**Assignment**
Nothing but the lines below between the line holding "cap must be" and the line holding "Folder chosen by", inclusive, should appear in the answer, each set down exactly.
════════════════
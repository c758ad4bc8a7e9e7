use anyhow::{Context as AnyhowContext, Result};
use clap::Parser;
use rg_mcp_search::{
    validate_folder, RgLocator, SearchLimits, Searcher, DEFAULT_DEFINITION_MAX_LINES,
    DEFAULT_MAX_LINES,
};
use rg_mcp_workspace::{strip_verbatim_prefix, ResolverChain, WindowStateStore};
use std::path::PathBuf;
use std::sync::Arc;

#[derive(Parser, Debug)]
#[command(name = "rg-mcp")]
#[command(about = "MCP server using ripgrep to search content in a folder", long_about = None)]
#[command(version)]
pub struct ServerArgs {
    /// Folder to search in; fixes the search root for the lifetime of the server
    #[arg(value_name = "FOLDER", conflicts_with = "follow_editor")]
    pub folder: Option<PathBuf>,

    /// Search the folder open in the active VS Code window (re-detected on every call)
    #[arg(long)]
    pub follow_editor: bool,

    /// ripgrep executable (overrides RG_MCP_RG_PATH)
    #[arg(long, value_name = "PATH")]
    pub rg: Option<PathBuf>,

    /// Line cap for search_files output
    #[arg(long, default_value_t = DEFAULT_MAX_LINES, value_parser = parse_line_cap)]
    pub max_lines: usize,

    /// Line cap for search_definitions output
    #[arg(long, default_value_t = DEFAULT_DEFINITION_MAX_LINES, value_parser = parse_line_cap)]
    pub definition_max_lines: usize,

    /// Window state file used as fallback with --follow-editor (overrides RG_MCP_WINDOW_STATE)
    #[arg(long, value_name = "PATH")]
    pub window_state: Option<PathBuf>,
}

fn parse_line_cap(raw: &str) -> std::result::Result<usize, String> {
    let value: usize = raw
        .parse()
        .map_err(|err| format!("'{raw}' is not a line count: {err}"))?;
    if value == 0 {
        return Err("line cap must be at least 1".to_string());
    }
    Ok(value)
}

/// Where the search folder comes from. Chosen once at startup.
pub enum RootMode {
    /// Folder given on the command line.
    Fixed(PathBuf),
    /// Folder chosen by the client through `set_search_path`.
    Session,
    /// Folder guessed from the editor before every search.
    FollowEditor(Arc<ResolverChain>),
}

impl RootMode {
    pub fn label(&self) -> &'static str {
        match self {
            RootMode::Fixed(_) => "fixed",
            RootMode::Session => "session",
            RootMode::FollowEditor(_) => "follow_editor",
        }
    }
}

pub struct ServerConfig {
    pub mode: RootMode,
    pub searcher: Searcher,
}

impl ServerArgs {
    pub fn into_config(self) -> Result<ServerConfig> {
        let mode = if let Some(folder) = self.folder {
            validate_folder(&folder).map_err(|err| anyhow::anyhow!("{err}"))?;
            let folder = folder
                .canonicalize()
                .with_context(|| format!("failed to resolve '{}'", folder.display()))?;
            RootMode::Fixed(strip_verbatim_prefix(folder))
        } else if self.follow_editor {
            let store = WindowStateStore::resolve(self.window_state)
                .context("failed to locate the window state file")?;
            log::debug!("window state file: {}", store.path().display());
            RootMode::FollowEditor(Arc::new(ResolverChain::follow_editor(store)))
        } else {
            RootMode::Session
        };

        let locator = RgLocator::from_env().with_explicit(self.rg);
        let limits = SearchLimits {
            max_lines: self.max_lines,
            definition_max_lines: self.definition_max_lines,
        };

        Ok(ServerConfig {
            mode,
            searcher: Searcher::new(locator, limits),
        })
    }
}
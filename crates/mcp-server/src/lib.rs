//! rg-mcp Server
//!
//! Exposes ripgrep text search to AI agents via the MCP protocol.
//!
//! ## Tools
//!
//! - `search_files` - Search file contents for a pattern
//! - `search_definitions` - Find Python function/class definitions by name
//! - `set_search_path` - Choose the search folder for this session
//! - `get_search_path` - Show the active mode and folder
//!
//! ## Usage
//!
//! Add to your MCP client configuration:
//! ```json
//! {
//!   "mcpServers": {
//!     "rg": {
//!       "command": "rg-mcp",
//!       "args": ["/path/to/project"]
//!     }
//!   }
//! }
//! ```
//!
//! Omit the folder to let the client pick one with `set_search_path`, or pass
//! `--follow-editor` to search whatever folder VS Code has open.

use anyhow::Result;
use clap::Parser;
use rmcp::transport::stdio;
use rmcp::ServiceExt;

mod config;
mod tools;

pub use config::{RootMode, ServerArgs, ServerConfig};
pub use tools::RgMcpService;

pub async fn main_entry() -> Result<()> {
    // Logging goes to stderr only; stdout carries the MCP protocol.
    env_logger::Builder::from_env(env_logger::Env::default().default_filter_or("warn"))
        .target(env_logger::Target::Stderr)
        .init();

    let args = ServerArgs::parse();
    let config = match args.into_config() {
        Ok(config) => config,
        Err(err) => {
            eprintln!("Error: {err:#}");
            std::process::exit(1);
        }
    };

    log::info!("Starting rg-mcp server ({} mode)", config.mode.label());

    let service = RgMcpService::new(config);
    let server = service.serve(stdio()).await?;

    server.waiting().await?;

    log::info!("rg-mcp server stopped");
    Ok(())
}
════════════════
**Answer to the problem**
        return Err("line cap must be at least 1".to_string());
    }
    Ok(value)
}

/// Where the search folder comes from. Chosen once at startup.
pub enum RootMode {
    /// Folder given on the command line.
    Fixed(PathBuf),
    /// Folder chosen by the client through `set_search_path`.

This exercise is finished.